=== Dataset records ===
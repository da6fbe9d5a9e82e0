//! Bionic reading emphasis
//!
//! Each word gets its leading third (rounded up) wrapped in a bold span:
//!
//! ```rust
//! use sheetcols::core::format::bionic::emphasize;
//!
//! let html = emphasize("reading");
//! assert_eq!(
//!     html,
//!     r#"<span class="bionic-word"><span class="bionic-part">rea</span>ding</span>"#
//! );
//! ```
//!
//! Text that already contains a tag is returned untouched.

use lazy_static::lazy_static;
use regex::Regex;
use std::borrow::Cow;

use crate::utils::html::push_escaped;

lazy_static! {
    static ref TAG_LIKE: Regex = Regex::new(r"(?i)<[a-z][\s\S]*>").unwrap();
}

/// Whether the text already contains something that looks like an HTML tag
pub fn looks_like_markup(text: &str) -> bool {
    TAG_LIKE.is_match(text)
}

/// Number of leading characters emphasized for a word of `len` characters
pub fn emphasis_len(len: usize) -> usize {
    len.div_ceil(3)
}

/// Apply bionic emphasis to plain text
pub fn emphasize(text: &str) -> Cow<'_, str> {
    if looks_like_markup(text) {
        return Cow::Borrowed(text);
    }

    let mut out = String::with_capacity(text.len() * 4);
    for (i, word) in text.split(' ').enumerate() {
        if i > 0 {
            out.push(' ');
        }
        if word.is_empty() {
            continue;
        }
        let bold = emphasis_len(word.chars().count());
        let split = word
            .char_indices()
            .nth(bold)
            .map(|(idx, _)| idx)
            .unwrap_or(word.len());
        let (lead, rest) = word.split_at(split);

        out.push_str("<span class=\"bionic-word\"><span class=\"bionic-part\">");
        push_escaped(&mut out, lead);
        out.push_str("</span>");
        push_escaped(&mut out, rest);
        out.push_str("</span>");
    }
    Cow::Owned(out)
}

#[cfg(test)]
mod tests {
    use super::*;
    use pretty_assertions::assert_eq;

    fn word(lead: &str, rest: &str) -> String {
        format!(
            "<span class=\"bionic-word\"><span class=\"bionic-part\">{}</span>{}</span>",
            lead, rest
        )
    }

    #[test]
    fn test_emphasis_len() {
        assert_eq!(emphasis_len(1), 1);
        assert_eq!(emphasis_len(2), 1);
        assert_eq!(emphasis_len(3), 1);
        assert_eq!(emphasis_len(4), 2);
        assert_eq!(emphasis_len(9), 3);
        assert_eq!(emphasis_len(10), 4);
    }

    #[test]
    fn test_emphasize_sentence() {
        let out = emphasize("ok fast reader");
        let expected = format!("{} {} {}", word("o", "k"), word("fa", "st"), word("re", "ader"));
        assert_eq!(out, expected);
    }

    #[test]
    fn test_double_spaces_preserved() {
        let out = emphasize("a  b");
        assert_eq!(out, format!("{}  {}", word("a", ""), word("b", "")));
    }

    #[test]
    fn test_markup_is_noop() {
        let input = "<b>already</b> formatted";
        assert!(matches!(emphasize(input), Cow::Borrowed(s) if s == input));

        let upper = "<DIV>x</DIV>";
        assert_eq!(emphasize(upper), upper);
    }

    #[test]
    fn test_lone_angle_is_not_markup() {
        assert!(!looks_like_markup("a < b"));
        assert!(!looks_like_markup("<1>"));
        assert!(looks_like_markup("<a\nb>"));
        assert_eq!(emphasize("a<b"), word("a", "&lt;b"));
    }

    #[test]
    fn test_multibyte_words() {
        assert_eq!(emphasize("über"), word("üb", "er"));
    }

    #[test]
    fn test_empty_input() {
        assert_eq!(emphasize(""), "");
    }
}
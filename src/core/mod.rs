//! Core modules
//!
//! This module contains the pure, I/O-free engines:
//! - `format`: cell text to renderable fragments
//! - `table`: source shapes to a uniform table

pub mod format;
pub mod table;

// Re-export main types and functions from format
pub use format::{format_cell, format_cell_html, Fragment, FragmentKind, Span};

// Re-export main types and functions from table
pub use table::{detect_shape, GvizResponse, SourceShape, Table};
//! Media link detection
//!
//! Cells that point at a video or an image are rendered as embeds instead of
//! text. Detection runs on the transformed cell text.

use lazy_static::lazy_static;
use regex::Regex;

use crate::data::constants::{IMAGE_EXTENSIONS, VIDEO_DOMAINS, VIDEO_ID_LEN};

lazy_static! {
    // Greedy prefix: the last recognised marker on the first line wins.
    static ref VIDEO_ID: Regex = Regex::new(
        r"^.*(youtu.be/|v/|u/[0-9A-Za-z_]/|embed/|watch\?v=|&v=)([^#&?]*).*"
    ).unwrap();
}

/// Whether the text mentions a supported video host
pub fn mentions_video(text: &str) -> bool {
    VIDEO_DOMAINS.iter().any(|domain| text.contains(domain))
}

/// Extract an 11-character video identifier
///
/// ```rust
/// use sheetcols::core::format::media::extract_video_id;
///
/// assert_eq!(extract_video_id("https://youtu.be/dQw4w9WgXcQ"), Some("dQw4w9WgXcQ"));
/// assert_eq!(extract_video_id("https://youtu.be/short"), None);
/// ```
pub fn extract_video_id(url: &str) -> Option<&str> {
    let caps = VIDEO_ID.captures(url)?;
    let id = caps.get(2)?.as_str();
    if id.chars().count() == VIDEO_ID_LEN {
        Some(id)
    } else {
        None
    }
}

/// Whether the text ends in a recognised image extension (case-insensitive)
pub fn is_image_url(text: &str) -> bool {
    match text.rsplit_once('.') {
        Some((_, ext)) => IMAGE_EXTENSIONS.contains(ext.to_ascii_lowercase().as_str()),
        None => false,
    }
}
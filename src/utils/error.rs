//! Error handling for sheet loading
//!
//! This module provides the error types for retrieval and decoding. Formatting
//! never fails, so nothing here is raised by the text pipeline.

use thiserror::Error;

/// A single retrieval attempt failed
#[derive(Debug, Error)]
pub enum FetchError {
    /// Network or client failure before a response arrived
    #[error("transport error: {0}")]
    Transport(String),

    /// The server answered with a non-success status
    #[error("HTTP status {0}")]
    Status(u16),

    /// The structured body was not wrapped in a callback invocation
    #[error("malformed callback body: {0}")]
    MalformedBody(String),

    /// The body invoked a callback that is not registered
    #[error("response invoked unknown callback '{0}'")]
    UnknownCallback(String),

    /// The registered callback was never invoked
    #[error("callback '{0}' was never invoked")]
    NotInvoked(String),

    /// The structured payload could not be decoded
    #[error("invalid payload: {0}")]
    Payload(#[from] serde_json::Error),
}

/// Which retrieval channel failed
#[derive(Debug, Error)]
pub enum RetrievalError {
    /// Delimited-text export failed
    #[error("primary retrieval failed: {0}")]
    Primary(#[source] FetchError),

    /// Structured fallback failed
    #[error("secondary retrieval failed: {0}")]
    Secondary(#[source] FetchError),
}

impl RetrievalError {
    /// The underlying attempt error
    pub fn cause(&self) -> &FetchError {
        match self {
            RetrievalError::Primary(err) | RetrievalError::Secondary(err) => err,
        }
    }

    pub fn is_primary(&self) -> bool {
        matches!(self, RetrievalError::Primary(_))
    }
}

/// Crate-level error for operations that read or decode whole inputs
#[derive(Debug, Error)]
pub enum SheetError {
    #[error("invalid structured input: {0}")]
    Payload(#[from] serde_json::Error),

    #[error(transparent)]
    Retrieval(#[from] RetrievalError),
}

/// Result type for sheet operations
pub type SheetResult<T> = Result<T, SheetError>;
===
*Problem description:* Within the entries, find all lines that contain "functions" and copy each one.

*Answer area:*
// Re-export main types and functions from format
// Re-export main types and functions from table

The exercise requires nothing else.